Проблемы, возникшие в силу безобразных явлений индустриализации, обострились до степени, когда их уже нельзя было оставлять без внимания, поэтому через некоторое время власти приступили к обузданию самых очевидных пороков промышленного уклада. К 1850 году власти Англии уже начали принимать нормативные акты по защите от непосильного труда, например женщин и детей, работавших на рудниках и фабриках; за всю тысячелетнюю историю государств с системой хозяйствования, основанной на сельском хозяйстве, к тому времени даже в Атлантическом мире все еще не удалось ликвидировать рабство. С учетом невиданного масштаба и стремительности преобразования общества трудно безоговорочно обвинять власти индустриальной Европы в отсутствии оперативной реакции на пороки, очертания которых в их время едва просматривались. Даже на самой ранней стадии становления английского индустриального уклада, когда оно доставалось обществу особенно тяжко, трудно было отказаться от веры в то, что освобождение экономики от юридического вмешательства государства обеспечит получение огромного богатства, чем занимались тогдашние фабриканты.
Правда, найти экономических теоретиков и публицистов раннего промышленного периода, отстаивавших абсолютное невмешательство в хозяйственную деятельность, практически невозможно.
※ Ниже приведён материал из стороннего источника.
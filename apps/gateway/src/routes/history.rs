//! Mirrored history and tournament listings.
//!
//! These are the only read paths into the secondary store. They degrade
//! to an empty list plus a diagnostic marker when the store is missing
//! or unreachable; they never answer 5xx on its behalf.

use actix_web::{web, HttpResponse};
use serde::{Deserialize, Serialize};
use tracing::warn;

use crate::error::AppError;
use crate::history::{GameRecord, HistoryRecorder, TournamentRecord};
use crate::state::AppState;

const RECENT_GAMES_LIMIT: usize = 50;
const RECENT_TOURNAMENTS_LIMIT: usize = 20;

#[derive(Debug, Serialize, Deserialize)]
pub struct HistoryListResponse {
    pub games: Vec<GameRecord>,
    #[serde(default, skip_serializing_if = "Option::is_none")]
    pub error: Option<String>,
}

#[derive(Debug, Serialize, Deserialize)]
pub struct TournamentListResponse {
    pub tournaments: Vec<TournamentRecord>,
    #[serde(default, skip_serializing_if = "Option::is_none")]
    pub error: Option<String>,
}

/// GET /api/history
async fn list_history(app_state: web::Data<AppState>) -> Result<HttpResponse, AppError> {
    let resp = match &app_state.history {
        None => HistoryListResponse {
            games: Vec::new(),
            error: Some("history store is not configured".to_string()),
        },
        Some(store) => match store.list_recent(RECENT_GAMES_LIMIT, false).await {
            Ok(games) => HistoryListResponse { games, error: None },
            Err(err) => {
                warn!(error = %err, "history listing degraded");
                HistoryListResponse {
                    games: Vec::new(),
                    error: Some(err.to_string()),
                }
            }
        },
    };
    Ok(HttpResponse::Ok().json(resp))
}

/// GET /api/history/{id}
///
/// Full mirrored record, heavy field included. A missing record and a
/// disabled store both read as absence.
async fn get_history_record(
    app_state: web::Data<AppState>,
    path: web::Path<String>,
) -> Result<HttpResponse, AppError> {
    let game_id = path.into_inner();

    let record = match &app_state.history {
        None => None,
        Some(store) => store.get(&game_id).await.unwrap_or_else(|err| {
            warn!(game_id = %game_id, error = %err, "history record lookup degraded");
            None
        }),
    };

    match record {
        Some(record) => Ok(HttpResponse::Ok().json(record)),
        None => Err(AppError::not_found(
            "RECORD_NOT_FOUND",
            format!("No mirrored record for game {game_id}"),
        )),
    }
}

/// GET /api/tournaments
async fn list_tournaments(app_state: web::Data<AppState>) -> Result<HttpResponse, AppError> {
    let resp = match &app_state.history {
        None => TournamentListResponse {
            tournaments: Vec::new(),
            error: Some("history store is not configured".to_string()),
        },
        Some(store) => match store.list_recent_tournaments(RECENT_TOURNAMENTS_LIMIT).await {
            Ok(tournaments) => TournamentListResponse {
                tournaments,
                error: None,
            },
            Err(err) => {
                warn!(error = %err, "tournament listing degraded");
                TournamentListResponse {
                    tournaments: Vec::new(),
                    error: Some(err.to_string()),
                }
            }
        },
    };
    Ok(HttpResponse::Ok().json(resp))
}

pub fn configure_routes(cfg: &mut web::ServiceConfig) {
    cfg.route("/history", web::get().to(list_history));
    cfg.service(web::resource("/history/{id}").route(web::get().to(get_history_record)));
    cfg.route("/tournaments", web::get().to(list_tournaments));
}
Зато налицо широкое устойчивое течение, приверженцы которого поддерживали представление о том, что большую пользу рыночной экономике принесет воздержание от помощи или помех со стороны политиков и государственных служащих. Когда-то большой популярностью пользовалось учение, выраженное словом, получившим известность благодаря группе французов: «невмешательство» («лессэфэр» – принцип невмешательства государства в экономическую деятельность частного сектора). В общих чертах экономисты после Адама Смита единодушно утверждали, будто производство изобилия будет идти ускоряющимися темпами и поэтому общее благосостояние народа возрастет, если использование экономических ресурсов будет успевать за «натуральным» спросом рынка. Еще одной подкрепляющей тенденцией назывался индивидуализм, воплощенный одновременно в предположении о том, что лучше всех знали свое собственное дело частные лица, и укреплении организации общества на основе уважения прав и интересов частных лиц.
Вот откуда происходила устойчивая ассоциация индустриального уклада и либерализма; по их поводу сокрушались консерваторы, сожалевшие о разрушении иерархического сельскохозяйственного уклада взаимных обязательств и долге друг перед другом, устоявшихся представлений и религиозных ценностей. Однако либералы, приветствовавшие наступление новой эпохи, обосновывали свою позицию отнюдь не откровенным отрицанием прошлого или шкурными интересами. «Манчестерское кредо», как его назвали из-за символической важности данного города в английском промышленном и коммерческом развитии, значило для его вождей намного больше, чем дело примитивного самообогащения. Это прояснилось в ходе великой политической баталии, занимавшей англичан на протяжении многих лет в начале XIX века. Ее участники сосредоточили свои усилия на кампании по отмене так называемых «хлебных законов», служивших основой тарифной системы, изначально внедренной в целях обеспечения защиты британского фермера от ввоза из-за рубежа зерна ценой пониже. Постепенно сторонники свободной торговли одержали верх, хотя не все они пошли настолько далеко, как вожак сторонников отмены «хлебных законов» Ричард Кобден, придерживавшийся представления о том, что свободная торговля – суть выражение Божественной воли (хотя даже ему было далеко до британского консула в Кантоне, заявившего, что «Иисусу Христу угодна свободная торговля, а свободной торговле угоден Иисус Христос»).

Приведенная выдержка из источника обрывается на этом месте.